Jan 08, 2008 00:46
last night, i cried myself to sleep.
i shouldnt have. i was happy. i was sleeping next to jason.
but yesterday i couldnt get nick out of my head.
i talked to anna about it for a minute, but i had to stop before i burst into tears.
i had this thought like... what if it was really a joke. what if i got a phone call from nick today, i could just hear his voice saying "hey magoot its me" and i would be so happy, that i wouldnt even be mad. and i wish that that would happen. i wish that he could be here today. i wish that he could have come in for a facial when i was at school like he promised. i wish that i could see him whenever i wanted. i wish he took me to get a tattoo. i wish hed be my kids god father. i wish i could still smoke blunts with him. i wish i could still wake up with him. and share the mirror with him in the morning. and i wish i could open my eyes at any time in the night and see him sleeping there. hear him sleeping. make food for him. clean up all his stupid gatorade bottles he left unfinished. i wish we still collected our change to buy sacks. i wish we still collected all the blunt tabacco to see how many blunts we go through. and i have so many wishes that will never come true.
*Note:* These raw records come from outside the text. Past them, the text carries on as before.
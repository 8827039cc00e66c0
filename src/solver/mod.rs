//! QP solver contract and implementations
//!
//! The training pipeline only talks to [`QpSolver`]. The built-in
//! [`PairwiseSolver`] covers the constraint family both SVM formulations
//! produce; [`SolutionCache`] persists successful solutions by name so that a
//! repeated run skips solving entirely.

pub mod cached;
pub mod smo;

pub use self::cached::*;
pub use self::smo::*;

use crate::core::Result;
use crate::problem::QpProblem;
use std::fmt;

/// Solver-reported outcome code
///
/// Positive means converged. Zero or negative means the multipliers are not
/// usable; [`TerminationStatus::INFEASIBLE`] in particular signals that the
/// bounds and equality constraints cannot be met together.
#[derive(Debug, Clone, Copy, PartialEq, Eq)]
pub struct TerminationStatus(pub i32);

impl TerminationStatus {
    pub const CONVERGED: Self = Self(1);
    pub const ITERATION_LIMIT: Self = Self(0);
    pub const INFEASIBLE: Self = Self(-3);
    /// NaN or infinite values in the problem data
    pub const NUMERICAL_ERROR: Self = Self(-1);

    pub fn code(self) -> i32 {
        self.0
    }

    pub fn is_converged(self) -> bool {
        self.0 > 0
    }

    pub fn is_infeasible(self) -> bool {
        self == Self::INFEASIBLE
    }
}

impl fmt::Display for TerminationStatus {
    fn fmt(&self, f: &mut fmt::Formatter<'_>) -> fmt::Result {
        let meaning = match *self {
            Self::CONVERGED => "converged",
            Self::ITERATION_LIMIT => "iteration limit",
            Self::INFEASIBLE => "infeasible",
            Self::NUMERICAL_ERROR => "numerical error",
            s if s.is_converged() => "converged",
            _ => "failed",
        };
        write!(f, "{} ({})", self.0, meaning)
    }
}

/// Multipliers returned by a solver, one per training vector
#[derive(Debug, Clone, PartialEq)]
pub struct Solution {
    pub lagrangians: Vec<f64>,
    pub status: TerminationStatus,
    /// Number of two-variable steps performed
    pub iterations: usize,
    /// True when the multipliers were read from the solution cache
    pub from_cache: bool,
}

impl Solution {
    pub fn new(lagrangians: Vec<f64>, status: TerminationStatus, iterations: usize) -> Self {
        Self {
            lagrangians,
            status,
            iterations,
            from_cache: false,
        }
    }
}

/// Anything able to minimize an assembled [`QpProblem`]
pub trait QpSolver {
    /// Solve the problem; a non-converged run is reported through
    /// [`Solution::status`], malformed input through `Err`
    fn solve(&self, problem: &QpProblem) -> Result<Solution>;
}

impl<S: QpSolver + ?Sized> QpSolver for &S {
    fn solve(&self, problem: &QpProblem) -> Result<Solution> {
        (**self).solve(problem)
    }
}

impl<S: QpSolver + ?Sized> QpSolver for Box<S> {
    fn solve(&self, problem: &QpProblem) -> Result<Solution> {
        (**self).solve(problem)
    }
}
i really really really miss him. and its this hole in me that wont ever be filled. he was my best friend. a good friend once put it "christina, he was your emotional boyfriend" and he was. i could talk to him about anything and everything. he was more honest with me than he was with jordan, his best friend of years. one day he straight told me "magoot, you gotta be done with him. for good this time. hes no good for you... " he called me an hour after jordan broke up with me, and told me the truth. sold out his best friend, because he cared so much about me. and i took him sooo forgranted. and i regret it everyday. every fucking day. theres so many things that i would have done differently. but it doesnt even matter, because i cant take it back, i cant change anything. all i can do is just.. live without him. and i dont want to. i dont want to be without my best friend. it hurts so much.
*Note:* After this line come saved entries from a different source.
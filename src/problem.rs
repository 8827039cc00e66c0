//! Quadratic program specification
//!
//! minimize    ½ αᵀ A α + lᵀ α
//! subject to  lower ≤ α ≤ upper
//!             cₖᵀ α = rₖ   for every equality row k
//!
//! A [`QpProblem`] is built from scratch for every training attempt and never
//! mutated afterwards.

use crate::core::{Result, SVMError};

/// One linear equality row `coefficients · α = rhs`
#[derive(Debug, Clone, PartialEq)]
pub struct LinearConstraint {
    pub coefficients: Vec<f64>,
    pub rhs: f64,
}

impl LinearConstraint {
    pub fn new(coefficients: Vec<f64>, rhs: f64) -> Self {
        Self { coefficients, rhs }
    }

    /// Residual `coefficients · α - rhs`
    pub fn residual(&self, alpha: &[f64]) -> f64 {
        self.coefficients
            .iter()
            .zip(alpha)
            .map(|(c, a)| c * a)
            .sum::<f64>()
            - self.rhs
    }
}

/// Assembled QP coefficients handed to a solver
#[derive(Debug, Clone, PartialEq)]
pub struct QpProblem {
    n: usize,
    quadratic: Vec<f64>,
    linear: Vec<f64>,
    lower_bounds: Vec<f64>,
    upper_bounds: Vec<f64>,
    equalities: Vec<LinearConstraint>,
    scale: Vec<f64>,
}

impl QpProblem {
    /// Assemble a problem, checking that every part has matching size
    pub fn new(
        quadratic: Vec<f64>,
        linear: Vec<f64>,
        lower_bounds: Vec<f64>,
        upper_bounds: Vec<f64>,
        equalities: Vec<LinearConstraint>,
        scale: Vec<f64>,
    ) -> Result<Self> {
        let n = linear.len();
        let check = |what: &str, actual: usize, expected: usize| {
            if actual == expected {
                Ok(())
            } else {
                Err(SVMError::InvalidParameter(format!(
                    "{what} has size {actual}, expected {expected}"
                )))
            }
        };

        check("quadratic term", quadratic.len(), n * n)?;
        check("lower bounds", lower_bounds.len(), n)?;
        check("upper bounds", upper_bounds.len(), n)?;
        check("scale", scale.len(), n)?;
        for row in &equalities {
            check("equality row", row.coefficients.len(), n)?;
        }

        Ok(Self {
            n,
            quadratic,
            linear,
            lower_bounds,
            upper_bounds,
            equalities,
            scale,
        })
    }

    /// Number of variables
    pub fn size(&self) -> usize {
        self.n
    }

    /// Entry `(i, j)` of the quadratic term
    pub fn quadratic(&self, i: usize, j: usize) -> f64 {
        self.quadratic[i * self.n + j]
    }

    pub fn quadratic_row(&self, i: usize) -> &[f64] {
        &self.quadratic[i * self.n..(i + 1) * self.n]
    }

    pub fn linear(&self) -> &[f64] {
        &self.linear
    }

    pub fn lower_bounds(&self) -> &[f64] {
        &self.lower_bounds
    }

    pub fn upper_bounds(&self) -> &[f64] {
        &self.upper_bounds
    }

    pub fn equalities(&self) -> &[LinearConstraint] {
        &self.equalities
    }

    pub fn scale(&self) -> &[f64] {
        &self.scale
    }

    /// Objective value `½ αᵀ A α + lᵀ α`
    pub fn objective(&self, alpha: &[f64]) -> f64 {
        let mut value = 0.0;
        for i in 0..self.n {
            let row = self.quadratic_row(i);
            let a_alpha: f64 = row.iter().zip(alpha).map(|(q, a)| q * a).sum();
            value += alpha[i] * (0.5 * a_alpha + self.linear[i]);
        }
        value
    }
}
//! High-level API for Support Vector Machine operations
//!
//! This module provides a user-friendly interface for training, prediction
//! and the one-vs-rest corpus evaluation the `ksvm` binary runs.
//!
//! # Quick Start
//!
//! ```rust,no_run
//! use ksvm::api::SVM;
//! use ksvm::core::TrainingSet;
//! use ksvm::svm::Variant;
//!
//! # fn main() -> Result<(), Box<dyn std::error::Error>> {
//! let set = TrainingSet::new(vec![vec![0.0, 0.0], vec![1.0, 1.0]], vec![-1.0, 1.0])?;
//!
//! let model = SVM::new()
//!     .with_variant(Variant::Soft)
//!     .with_cache_dir("cache")
//!     .train(&set)?;
//!
//! println!("nu = {}, decision = {}", model.nu(), model.decide(&[2.0, 2.0])?);
//! # Ok(())
//! # }
//! ```

use crate::core::{
    Classifier, NuSearchConfig, Prediction, Result, SVMError, TrainerConfig, TrainingSet,
};
use crate::data::{one_vs_rest, Corpus, TfIdfVectorizer};
use crate::kernel::{Kernel, PolynomialKernel};
use crate::model::Model;
use crate::solver::QpSolver;
use crate::svm::{HardMargin, SoftMargin, Variant};
use crate::trainer::Trainer;
use chrono::{DateTime, Utc};
use log::{info, warn};
use serde::Serialize;
use std::fmt;
use std::fs::OpenOptions;
use std::io::Write;
use std::path::{Path, PathBuf};

/// High-level SVM interface with builder pattern
pub struct SVM<K: Kernel = PolynomialKernel> {
    kernel: K,
    variant: Variant,
    nu: Option<f64>,
    problem_name: String,
    category: String,
    config: TrainerConfig,
}

impl SVM<PolynomialKernel> {
    /// Create a hard-margin SVM with the linear kernel and default parameters
    pub fn new() -> Self {
        Self::with_kernel(PolynomialKernel::linear())
    }
}

impl Default for SVM<PolynomialKernel> {
    fn default() -> Self {
        Self::new()
    }
}

impl<K: Kernel> SVM<K> {
    /// Create SVM with custom kernel
    pub fn with_kernel(kernel: K) -> Self {
        Self {
            kernel,
            variant: Variant::Hard,
            nu: None,
            problem_name: "problem".to_string(),
            category: "default".to_string(),
            config: TrainerConfig::default(),
        }
    }

    pub fn with_variant(mut self, variant: Variant) -> Self {
        self.variant = variant;
        self
    }

    /// Use a fixed nu for the soft margin instead of searching for one
    pub fn with_nu(mut self, nu: f64) -> Self {
        self.nu = Some(nu);
        self
    }

    /// Name the cache files are keyed on
    pub fn with_problem_name(mut self, name: impl Into<String>) -> Self {
        self.problem_name = name.into();
        self
    }

    pub fn with_category(mut self, category: impl Into<String>) -> Self {
        self.category = category.into();
        self
    }

    pub fn with_cache_dir<P: Into<PathBuf>>(mut self, dir: P) -> Self {
        self.config.cache_dir = dir.into();
        self
    }

    /// Set convergence tolerance
    pub fn with_tolerance(mut self, tolerance: f64) -> Self {
        self.config.solver.tolerance = tolerance;
        self
    }

    /// Set maximum number of solver steps
    pub fn with_max_iterations(mut self, max_iterations: usize) -> Self {
        self.config.solver.max_iterations = max_iterations;
        self
    }

    pub fn with_nu_search(mut self, nu_search: NuSearchConfig) -> Self {
        self.config.nu_search = nu_search;
        self
    }

    /// Number of Gram matrices kept in memory
    pub fn with_memory_cache_capacity(mut self, capacity: usize) -> Self {
        self.config.memory_cache_capacity = capacity;
        self
    }

    pub fn train(self, set: &TrainingSet) -> Result<TrainedModel<K>> {
        let mut trainer = Trainer::new(self.problem_name, self.category, self.kernel, self.config);
        train_variant(&mut trainer, set, self.variant, self.nu)
    }
}

/// Train `variant` with an existing trainer
///
/// The soft margin searches for nu unless `nu` is given. The hard margin
/// reports nu as 1.
pub fn train_variant<K: Kernel, S: QpSolver>(
    trainer: &mut Trainer<K, S>,
    set: &TrainingSet,
    variant: Variant,
    nu: Option<f64>,
) -> Result<TrainedModel<K>> {
    match (variant, nu) {
        (Variant::Hard, nu) => {
            if nu.is_some() {
                warn!("nu is ignored by the hard margin");
            }
            let model = trainer.train(set, &HardMargin)?;
            Ok(TrainedModel {
                model,
                nu: 1.0,
                attempts: 1,
            })
        }
        (Variant::Soft, Some(nu)) => {
            let model = trainer.train(set, &SoftMargin::new(nu)?)?;
            Ok(TrainedModel {
                model,
                nu,
                attempts: 1,
            })
        }
        (Variant::Soft, None) => {
            let outcome = trainer.train_with_nu_search(set)?;
            Ok(TrainedModel {
                model: outcome.model,
                nu: outcome.nu,
                attempts: outcome.attempts,
            })
        }
    }
}

/// Trained SVM model with high-level prediction interface
#[derive(Debug, Clone)]
pub struct TrainedModel<K: Kernel> {
    model: Model<K>,
    nu: f64,
    attempts: usize,
}

impl<K: Kernel> TrainedModel<K> {
    /// Predict a single input
    pub fn predict(&self, input: &[f64]) -> Result<Prediction> {
        self.model.predict(input)
    }

    /// Predict multiple inputs
    pub fn predict_batch(&self, inputs: &[Vec<f64>]) -> Result<Vec<Prediction>> {
        self.model.predict_batch(inputs)
    }

    /// +1, -1, or 0 for inputs on the boundary
    pub fn decide(&self, input: &[f64]) -> Result<f64> {
        self.model.decide(input)
    }

    /// Get detailed evaluation metrics
    pub fn evaluate(&self, values: &[Vec<f64>], labels: &[f64]) -> Result<EvaluationMetrics> {
        let decisions = values
            .iter()
            .map(|x| self.model.decide(x))
            .collect::<Result<Vec<_>>>()?;
        EvaluationMetrics::from_decisions(&decisions, labels)
    }

    /// The nu used for training; 1 for the hard margin
    pub fn nu(&self) -> f64 {
        self.nu
    }

    /// Number of nu candidates tried
    pub fn attempts(&self) -> usize {
        self.attempts
    }

    /// Get model information
    pub fn info(&self) -> ModelInfo {
        ModelInfo {
            variant: self.model.variant(),
            nu: self.nu,
            n_support_vectors: self.model.n_support_vectors(),
            bias: self.model.bias(),
            lambda: self.model.lambda(),
            margin: self.model.margin(),
            support_vector_indices: self.model.support_vector_indices(),
        }
    }

    /// Get the underlying trained model
    pub fn inner(&self) -> &Model<K> {
        &self.model
    }
}

/// Model information
#[derive(Debug, Clone)]
pub struct ModelInfo {
    pub variant: Variant,
    pub nu: f64,
    pub n_support_vectors: usize,
    pub bias: f64,
    pub lambda: f64,
    pub margin: f64,
    pub support_vector_indices: Vec<usize>,
}

/// Detailed evaluation metrics
#[derive(Debug, Clone, PartialEq, Serialize)]
pub struct EvaluationMetrics {
    pub true_positives: usize,
    pub true_negatives: usize,
    pub false_positives: usize,
    pub false_negatives: usize,
}

impl EvaluationMetrics {
    pub fn new(tp: usize, tn: usize, fp: usize, fn_: usize) -> Self {
        Self {
            true_positives: tp,
            true_negatives: tn,
            false_positives: fp,
            false_negatives: fn_,
        }
    }

    /// Count hits and misses; a decision only counts as a hit when it equals
    /// the label, so a boundary decision of 0 is always a miss
    pub fn from_decisions(decisions: &[f64], labels: &[f64]) -> Result<Self> {
        if decisions.len() != labels.len() {
            return Err(SVMError::DimensionMismatch {
                expected: labels.len(),
                actual: decisions.len(),
            });
        }

        let mut metrics = Self::new(0, 0, 0, 0);
        for (&decided, &label) in decisions.iter().zip(labels) {
            match (label > 0.0, decided == label) {
                (true, true) => metrics.true_positives += 1,
                (true, false) => metrics.false_negatives += 1,
                (false, true) => metrics.true_negatives += 1,
                (false, false) => metrics.false_positives += 1,
            }
        }
        Ok(metrics)
    }

    /// Calculate accuracy: (TP + TN) / (TP + TN + FP + FN)
    pub fn accuracy(&self) -> f64 {
        let total =
            self.true_positives + self.true_negatives + self.false_positives + self.false_negatives;
        if total == 0 {
            0.0
        } else {
            (self.true_positives + self.true_negatives) as f64 / total as f64
        }
    }

    /// Calculate precision: TP / (TP + FP)
    pub fn precision(&self) -> f64 {
        let denominator = self.true_positives + self.false_positives;
        if denominator == 0 {
            0.0
        } else {
            self.true_positives as f64 / denominator as f64
        }
    }

    /// Calculate recall (sensitivity): TP / (TP + FN)
    pub fn recall(&self) -> f64 {
        let denominator = self.true_positives + self.false_negatives;
        if denominator == 0 {
            0.0
        } else {
            self.true_positives as f64 / denominator as f64
        }
    }

    /// Calculate F1 score: 2 * (precision * recall) / (precision + recall)
    pub fn f1_score(&self) -> f64 {
        let p = self.precision();
        let r = self.recall();
        if p + r == 0.0 {
            0.0
        } else {
            2.0 * (p * r) / (p + r)
        }
    }

    /// Calculate specificity: TN / (TN + FP)
    pub fn specificity(&self) -> f64 {
        let denominator = self.true_negatives + self.false_positives;
        if denominator == 0 {
            0.0
        } else {
            self.true_negatives as f64 / denominator as f64
        }
    }
}

/// Outcome of one one-vs-rest class run
#[derive(Debug, Clone, Serialize)]
pub struct ClassReport {
    pub class: String,
    pub nu: f64,
    pub metrics: EvaluationMetrics,
    pub started_at: DateTime<Utc>,
}

impl fmt::Display for ClassReport {
    /// `class nu tp tn fp fn precision recall accuracy% F1%`, tab separated
    fn fmt(&self, f: &mut fmt::Formatter<'_>) -> fmt::Result {
        let m = &self.metrics;
        write!(
            f,
            "{}\t{}\t{}\t{}\t{}\t{}\t{}\t{}\t{}\t{}",
            self.class,
            self.nu,
            m.true_positives,
            m.true_negatives,
            m.false_positives,
            m.false_negatives,
            m.precision(),
            m.recall(),
            m.accuracy() * 100.0,
            m.f1_score() * 100.0
        )
    }
}

/// Append one report line to `path`, creating the file if needed
pub fn append_report<P: AsRef<Path>>(path: P, report: &ClassReport) -> Result<()> {
    let mut file = OpenOptions::new()
        .create(true)
        .append(true)
        .open(path.as_ref())?;
    writeln!(file, "{report}")?;
    Ok(())
}

/// Train/test corpora vectorized with one tf-idf vocabulary, evaluated one
/// class at a time
pub struct CorpusEvaluation<K: Kernel> {
    trainer: Trainer<K>,
    variant: Variant,
    nu: Option<f64>,
    training: Corpus,
    test: Corpus,
    training_values: Vec<Vec<f64>>,
    test_values: Vec<Vec<f64>>,
}

impl<K: Kernel> CorpusEvaluation<K> {
    /// Fit the vectorizer on `training` and vectorize both corpora
    pub fn new(
        problem_name: &str,
        kernel: K,
        variant: Variant,
        nu: Option<f64>,
        config: TrainerConfig,
        training: Corpus,
        test: Corpus,
    ) -> Self {
        let vectorizer = TfIdfVectorizer::fit(&training);
        info!(
            "Vocabulary of {} words from {} training documents",
            vectorizer.dim(),
            training.len()
        );
        let training_values = vectorizer.vectorize(&training);
        let test_values = vectorizer.vectorize(&test);

        Self {
            trainer: Trainer::new(problem_name, "", kernel, config),
            variant,
            nu,
            training,
            test,
            training_values,
            test_values,
        }
    }

    /// Read `<data_dir>/<problem>-train.txt` and `<data_dir>/<problem>-test.txt`
    pub fn from_data_dir<P: AsRef<Path>>(
        data_dir: P,
        problem_name: &str,
        kernel: K,
        variant: Variant,
        nu: Option<f64>,
        config: TrainerConfig,
    ) -> Result<Self> {
        let dir = data_dir.as_ref();
        let training = Corpus::from_file(dir.join(format!("{problem_name}-train.txt")))?;
        let test = Corpus::from_file(dir.join(format!("{problem_name}-test.txt")))?;
        Ok(Self::new(
            problem_name,
            kernel,
            variant,
            nu,
            config,
            training,
            test,
        ))
    }

    /// Training classes in order of first appearance
    pub fn classes(&self) -> Vec<String> {
        self.training.classes().map(str::to_string).collect()
    }

    /// `<problem>-<variant>-result-<problem>-<kernel>.txt`
    pub fn report_file_name(&self) -> String {
        let problem = self.trainer.problem_name();
        format!(
            "{problem}-{}-result-{problem}-{}.txt",
            self.variant,
            self.trainer.kernel().name()
        )
    }

    /// Train a one-vs-rest model for `class` and evaluate it on the test corpus
    pub fn evaluate_class(&mut self, class: &str) -> Result<ClassReport> {
        let started_at = Utc::now();
        self.trainer.set_category(class);

        let set = one_vs_rest(&self.training_values, &self.training, class)?;
        let test_labels = self.test.labels_for(class);

        let (positive, negative) = set.label_counts();
        info!(
            "{class} training samples: {positive} of {}",
            positive + negative
        );
        let test_positive = test_labels.iter().filter(|&&l| l > 0.0).count();
        info!(
            "{class} test samples: {test_positive} of {}",
            test_labels.len()
        );

        let model = train_variant(&mut self.trainer, &set, self.variant, self.nu)?;
        let metrics = model.evaluate(&self.test_values, &test_labels)?;

        info!(
            "{class}: tp {} tn {} fp {} fn {}, accuracy {:.2}%",
            metrics.true_positives,
            metrics.true_negatives,
            metrics.false_positives,
            metrics.false_negatives,
            metrics.accuracy() * 100.0
        );

        Ok(ClassReport {
            class: class.to_string(),
            nu: model.nu(),
            metrics,
            started_at,
        })
    }
}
i wish i would have told him that i loved him more. i wish i would have ditched school and drove to his house that friday. i would have made it in time. he would have still been alive. i just wish i could know why. why did he do it? what did he think it would solve? what was he running away from? its just so sad. most of his friends didnt give a shit about him. they were there to do drugs with him. there to make a profit off of him. fucking sick bastards. i really truely believe that i really was his only friend who cared about him. and i wasnt even fucking there the last month of his life. i was the one who called 911 the night he ODed. i was the one who yelled i love you, as they rolled him out of the appartment on the gurney. and i know that he wished he died that night. i know thats what he was trying to achieve. and he did achieve it. he was dead. but they brought him back. i saved his life. and i wish i could have saved him that day he killed himself. ive excepted that i cant change it. that i couldnt save him. that theyre are no "if only... if onlys.."
i dont even know how to cope. i just stay so bottled up inside. and i know thats not good. i know its unhealthy. the only time i ever talk about it is to this stupid thing. i want to get a tattoo for him. something that every time i look at it i smile and think of all the good times that we had. not cry for my sadness and for my loss.